### WORK ORDER
The answer must be one number: how many lines of the records contain "this".

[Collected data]

impl AppConfig {
    /// Built-in keybindings.
    pub fn default_bindings() -> HashMap<Action, Vec<KeyBind>> {
        use Action::*;
        use KeyCode::*;
        let n = KeyModifiers::NONE;
        let shift = KeyModifiers::SHIFT;
        let mut m = HashMap::new();

        m.insert(StepUp, vec![KeyBind::new(Up, n), KeyBind::new(Char('k'), n)]);
        m.insert(StepDown, vec![KeyBind::new(Down, n), KeyBind::new(Char('j'), n)]);
        m.insert(
            PrevWheel,
            vec![KeyBind::new(Left, n), KeyBind::new(Char('h'), n), KeyBind::new(BackTab, shift)],
        );
        m.insert(
            NextWheel,
            vec![KeyBind::new(Right, n), KeyBind::new(Char('l'), n), KeyBind::new(Tab, n)],
        );
        m.insert(ResetWheel, vec![KeyBind::new(Char('r'), n)]);
        m.insert(SetNow, vec![KeyBind::new(Char('n'), n)]);
        m.insert(Confirm, vec![KeyBind::new(Enter, n)]);
        m.insert(OpenSettings, vec![KeyBind::new(Char('?'), n)]);
        m.insert(Quit, vec![KeyBind::new(Char('q'), n), KeyBind::new(Esc, n)]);

        m
    }

    /// Find the action that matches a key event.  When several bindings
    /// match, the one with the most modifiers wins.
    pub fn match_key(&self, event: KeyEvent) -> Option<Action> {
        let mut best: Option<(Action, u32)> = None;
        for (&action, binds) in &self.bindings {
            for bind in binds.iter().filter(|b| b.matches(event)) {
                let mc = bind.modifiers.bits().count_ones();
                if best.map_or(true, |(_, count)| mc > count) {
                    best = Some((action, mc));
                }
            }
        }
        best.map(|(action, _)| action)
    }

    fn short_binding(&self, action: Action) -> String {
        match self.bindings.get(&action).and_then(|b| b.first()) {
            Some(bind) => bind.display(),
            None => "?".into(),
        }
    }

    /// Build the status-bar hint string from current bindings.
    pub fn status_bar_hint(&self) -> String {
        format!(
            "{}/{}: spin | {}/{}: wheel | {}: now | {}: confirm | {}: settings | {}: quit",
            self.short_binding(Action::StepUp),
            self.short_binding(Action::StepDown),
            self.short_binding(Action::PrevWheel),
            self.short_binding(Action::NextWheel),
            self.short_binding(Action::SetNow),
            self.short_binding(Action::Confirm),
            self.short_binding(Action::OpenSettings),
            self.short_binding(Action::Quit),
        )
    }

    // ── persistence ─────────────────────────────────────────────

    /// Load config from disk, falling back to defaults.
    pub fn load() -> Self {
        let path = config_path();
        match std::fs::read_to_string(&path) {
            Ok(contents) => {
                tracing::debug!(path = %path.display(), "loaded config");
                Self::parse(&contents)
            }
            Err(_) => Self::default(),
        }
    }

    /// Persist current config to disk.
    pub fn save(&self) -> anyhow::Result<()> {
        let path = config_path();
        if let Some(parent) = path.parent() {
            std::fs::create_dir_all(parent)?;
        }
        std::fs::write(&path, self.serialise())?;
        tracing::debug!(path = %path.display(), "saved config");
        Ok(())
    }

    fn parse(s: &str) -> Self {
        let mut config = Self::default();

        for line in s.lines() {
            let line = line.trim();
            if line.is_empty() || line.starts_with('#') || line.starts_with('[') {
                continue;
            }
            let Some((key, value)) = line.split_once('=') else {
                continue;
            };
            let key = key.trim();
            let value = value.trim().trim_matches('"');

            if config.apply_setting(key, value) {
                continue;
            }

            let Some(action) = Action::from_config_key(key) else {
                tracing::debug!(key, "unknown config key");
                continue;
            };
            let parsed: Vec<KeyBind> = value
                .split(',')
                .filter_map(|part| KeyBind::parse(part.trim().trim_matches('"')))
                .collect();
            if !parsed.is_empty() {
                config.bindings.insert(action, parsed);
            }
        }

        // Under half a step, a notch snaps back to where it started.
        config.wheel_delta_px = config.wheel_delta_px.max(config.step_px / 2.0);
        config
    }

    /// Apply one non-binding setting.  Returns `false` if `key` is not a
    /// setting name.  Malformed values leave the default in place.
    fn apply_setting(&mut self, key: &str, value: &str) -> bool {
        let num = || value.parse::<f64>().ok().filter(|v| v.is_finite());
        match key {
            "snap_ms" => {
                if let Ok(v) = value.parse::<u64>() {
                    self.snap_ms = v.min(2000);
                }
            }
            "step_px" => {
                if let Some(v) = num() {
                    self.step_px = v.clamp(4.0, 512.0);
                }
            }
            "px_per_row" => {
                if let Some(v) = num() {
                    self.px_per_row = v.clamp(1.0, 512.0);
                }
            }
            "wheel_delta_px" => {
                if let Some(v) = num() {
                    self.wheel_delta_px = v.min(512.0);
                }
            }
            "wheel_quiet_ms" => {
                if let Ok(v) = value.parse::<u64>() {
                    self.wheel_quiet_ms = v.clamp(10, 1000);
                }
            }
            "frame_ms" => {
                if let Ok(v) = value.parse::<u64>() {
                    // Below 4ms the terminal can't keep up anyway.
                    self.frame_ms = v.clamp(4, 100);
                }
            }
            "live_preview" => self.live_preview = value == "true",
            "fade_rate" => {
                if let Some(v) = num() {
                    self.style.fade_rate = v.clamp(0.0, 1.0);
                }
            }
            "min_opacity" => {
                if let Some(v) = num() {
                    self.style.min_opacity = v.clamp(0.0, 1.0);
                }
            }
            "shrink_rate" => {
                if let Some(v) = num() {
                    self.style.shrink_rate = v.clamp(0.0, 1.0);
                }
            }
            "min_scale" => {
                if let Some(v) = num() {
                    self.style.min_scale = v.clamp(0.0, 1.0);
                }
            }
            "radius" => {
                if let Ok(v) = value.parse::<u32>() {
                    self.style.radius = v.clamp(1, 12);
                }
            }
            _ => return false,
        }
        true
    }

    fn serialise(&self) -> String {
        let mut lines = vec![
            "# cog-picker configuration".to_string(),
            String::new(),
            "# Wheel feel".to_string(),
            format!("snap_ms = {}", self.snap_ms),
            format!("step_px = {}", self.step_px),
            format!("px_per_row = {}", self.px_per_row),
            format!("wheel_delta_px = {}", self.wheel_delta_px),
            format!("wheel_quiet_ms = {}", self.wheel_quiet_ms),
            format!("frame_ms = {}", self.frame_ms),
            format!("live_preview = {}", self.live_preview),
            String::new(),
            "# Depth styling".to_string(),
            format!("fade_rate = {}", self.style.fade_rate),
            format!("min_opacity = {}", self.style.min_opacity),
            format!("shrink_rate = {}", self.style.shrink_rate),
            format!("min_scale = {}", self.style.min_scale),
            format!("radius = {}", self.style.radius),
            String::new(),
            "# Key bindings".to_string(),
            "# Format: action = Key1, Key2, ...".to_string(),
            "# Modifiers: Ctrl+, Alt+, Shift+ (prefix)".to_string(),
            "# Special keys: Up, Down, Left, Right, Enter, Esc, Tab, BackTab,".to_string(),
            "#   Backspace, Delete, Home, End, PageUp, PageDown, Space, F1-F12".to_string(),
            String::new(),
        ];

        for &action in Action::ALL {
            if let Some(binds) = self.bindings.get(&action) {
                let keys: Vec<String> = binds.iter().map(|b| b.to_config_string()).collect();
                lines.push(format!("{} = {}", action.config_key(), keys.join(", ")));
            }
        }
        lines.push(String::new());
        lines.join("\n")
    }
}
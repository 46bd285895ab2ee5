//! Core engine – easing, physics, scheduling, input conditioning and styling.
//!
//! Nothing in this module depends on any TUI or rendering crate, and nothing
//! reads a clock on its own: every time-dependent call takes a timestamp in
//! milliseconds.

pub mod clock;
pub mod easing;
pub mod input;
pub mod mapper;
pub mod motion;
pub mod scheduler;
pub mod selector;
pub mod style;
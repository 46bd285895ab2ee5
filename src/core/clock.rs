//! Millisecond time source for feeding the engine.
//!
//! The selector never reads time on its own; every call takes a timestamp.
//! The host reads this clock once per event or frame and passes the value in.

use std::time::Instant;

/// Monotonic milliseconds since construction.
#[derive(Debug, Clone, Copy)]
pub struct MonotonicClock {
    origin: Instant,
}

impl Default for MonotonicClock {
    fn default() -> Self {
        Self::new()
    }
}

impl MonotonicClock {
    pub fn new() -> Self {
        Self {
            origin: Instant::now(),
        }
    }

    pub fn now_ms(&self) -> f64 {
        self.origin.elapsed().as_secs_f64() * 1000.0
    }
}
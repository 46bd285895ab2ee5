//! Pointer and wheel sample conditioning.
//!
//! Raw input arrives with whatever timing the host gives it.  Everything in
//! here turns samples into position deltas and velocities that are safe to
//! feed the stepper: no NaNs, no divide-by-near-zero spikes.

use super::motion::PhysicsTuning;

/// One accepted drag sample.
#[derive(Debug, Clone, Copy, PartialEq)]
struct Sample {
    coord: f64,
    time_ms: f64,
}

/// Derived motion from one drag move.
#[derive(Debug, Clone, Copy, PartialEq)]
pub struct DragDelta {
    /// Distance to add to the position.
    pub delta: f64,
    /// Instantaneous velocity (units/s), already clamped.
    pub velocity: f64,
}

/// Tracks the previous pointer sample of an active drag.
#[derive(Debug, Clone, Copy, PartialEq)]
pub struct DragTracker {
    last: Sample,
}

impl DragTracker {
    /// Begin tracking at the press location.  Returns `None` for a
    /// non-finite coordinate; a bad timestamp is replaced by zero.
    pub fn start(coord: f64, time_ms: f64) -> Option<Self> {
        if !coord.is_finite() {
            return None;
        }
        let time_ms = if time_ms.is_finite() { time_ms } else { 0.0 };
        Some(Self {
            last: Sample { coord, time_ms },
        })
    }

    /// Feed a move sample.  Returns `None` when the coordinate or the
    /// distance travelled is unusable, in which case the previous sample
    /// stays current.
    pub fn advance(&mut self, coord: f64, time_ms: f64, tuning: &PhysicsTuning) -> Option<DragDelta> {
        if !coord.is_finite() {
            return None;
        }
        // A missing or backwards timestamp still counts as the minimum step.
        let time_ms = if time_ms.is_finite() {
            time_ms.max(self.last.time_ms)
        } else {
            self.last.time_ms
        };
        let delta = coord - self.last.coord;
        if !delta.is_finite() {
            return None;
        }
        // The floor only guards the divisor; the stored clock follows the host.
        let dt_ms = (time_ms - self.last.time_ms).max(tuning.min_sample_dt_ms);
        let velocity = (delta / (dt_ms / 1000.0))
            .clamp(-tuning.max_drag_speed, tuning.max_drag_speed);

        self.last = Sample { coord, time_ms };
        Some(DragDelta { delta, velocity })
    }

    /// Velocity to carry into release at `time_ms`.  A pointer that sat still
    /// for longer than `drag_hold_ms` releases with no fling.
    pub fn release_velocity(&self, velocity: f64, time_ms: f64, tuning: &PhysicsTuning) -> f64 {
        if !velocity.is_finite() {
            return 0.0;
        }
        if time_ms.is_finite() && time_ms - self.last.time_ms > tuning.drag_hold_ms {
            return 0.0;
        }
        velocity
    }
}

/// Velocity imparted by one wheel/scroll impulse.
pub fn wheel_velocity(delta: f64, tuning: &PhysicsTuning) -> f64 {
    (delta * tuning.wheel_gain).clamp(-tuning.max_wheel_speed, tuning.max_wheel_speed)
}

#[cfg(test)]
mod tests {
    use super::*;

    #[test]
    fn velocity_from_move() {
        let tuning = PhysicsTuning::default();
        let mut drag = DragTracker::start(100.0, 0.0).unwrap();
        let d = drag.advance(110.0, 20.0, &tuning).unwrap();
        assert_eq!(d.delta, 10.0);
        assert!((d.velocity - 500.0).abs() < 1e-9);

        let d = drag.advance(100.0, 30.0, &tuning).unwrap();
        assert_eq!(d.delta, -10.0);
        assert!((d.velocity + 1000.0).abs() < 1e-9);
    }

    #[test]
    fn zero_elapsed_is_floored_and_clamped() {
        let tuning = PhysicsTuning::default();
        let mut drag = DragTracker::start(0.0, 50.0).unwrap();
        // Same timestamp: dt floors to 1ms → 40 000 units/s → clamped.
        let d = drag.advance(40.0, 50.0, &tuning).unwrap();
        assert_eq!(d.delta, 40.0);
        assert_eq!(d.velocity, tuning.max_drag_speed);

        // Backwards timestamp behaves the same way.
        let d = drag.advance(0.0, 10.0, &tuning).unwrap();
        assert_eq!(d.velocity, -tuning.max_drag_speed);
    }

    #[test]
    fn non_finite_samples_are_dropped() {
        let tuning = PhysicsTuning::default();
        assert!(DragTracker::start(f64::NAN, 0.0).is_none());

        let mut drag = DragTracker::start(5.0, f64::INFINITY).unwrap();
        assert!(drag.advance(f64::INFINITY, 10.0, &tuning).is_none());
        let d = drag.advance(15.0, f64::NAN, &tuning).unwrap();
        assert_eq!(d.delta, 10.0);
        assert!(d.velocity.is_finite());
    }

    #[test]
    fn holding_still_cancels_fling() {
        let tuning = PhysicsTuning::default();
        let mut drag = DragTracker::start(0.0, 0.0).unwrap();
        let d = drag.advance(30.0, 10.0, &tuning).unwrap();
        assert_eq!(drag.release_velocity(d.velocity, 20.0, &tuning), d.velocity);
        assert_eq!(drag.release_velocity(d.velocity, 500.0, &tuning), 0.0);
        assert_eq!(drag.release_velocity(f64::NAN, 20.0, &tuning), 0.0);
    }

    #[test]
    fn same_timestamp_burst_keeps_the_host_clock() {
        let tuning = PhysicsTuning::default();
        let mut drag = DragTracker::start(0.0, 0.0).unwrap();
        for i in 1..=20 {
            drag.advance(i as f64, 0.0, &tuning).unwrap();
        }
        // The next real sample divides by the true 10ms gap.
        let d = drag.advance(30.0, 10.0, &tuning).unwrap();
        assert!((d.velocity - 1000.0).abs() < 1e-9);
        // Hold is measured from the sample at 10ms, not from a drifted clock.
        assert_eq!(drag.release_velocity(d.velocity, 105.0, &tuning), d.velocity);
        assert_eq!(drag.release_velocity(d.velocity, 115.0, &tuning), 0.0);
    }

    #[test]
    fn overflowing_delta_is_dropped() {
        let tuning = PhysicsTuning::default();
        let mut drag = DragTracker::start(-1e308, 0.0).unwrap();
        assert!(drag.advance(1e308, 10.0, &tuning).is_none());
        // The rejected sample did not become current.
        let d = drag.advance(-1e308, 20.0, &tuning).unwrap();
        assert_eq!(d.delta, 0.0);
    }

    #[test]
    fn wheel_velocity_is_clamped() {
        let tuning = PhysicsTuning::default();
        assert_eq!(wheel_velocity(10.0, &tuning), 140.0);
        assert_eq!(wheel_velocity(560.0, &tuning), 3200.0);
        assert_eq!(wheel_velocity(-10_000.0, &tuning), -3200.0);
    }
}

### TASK SOLUTION
2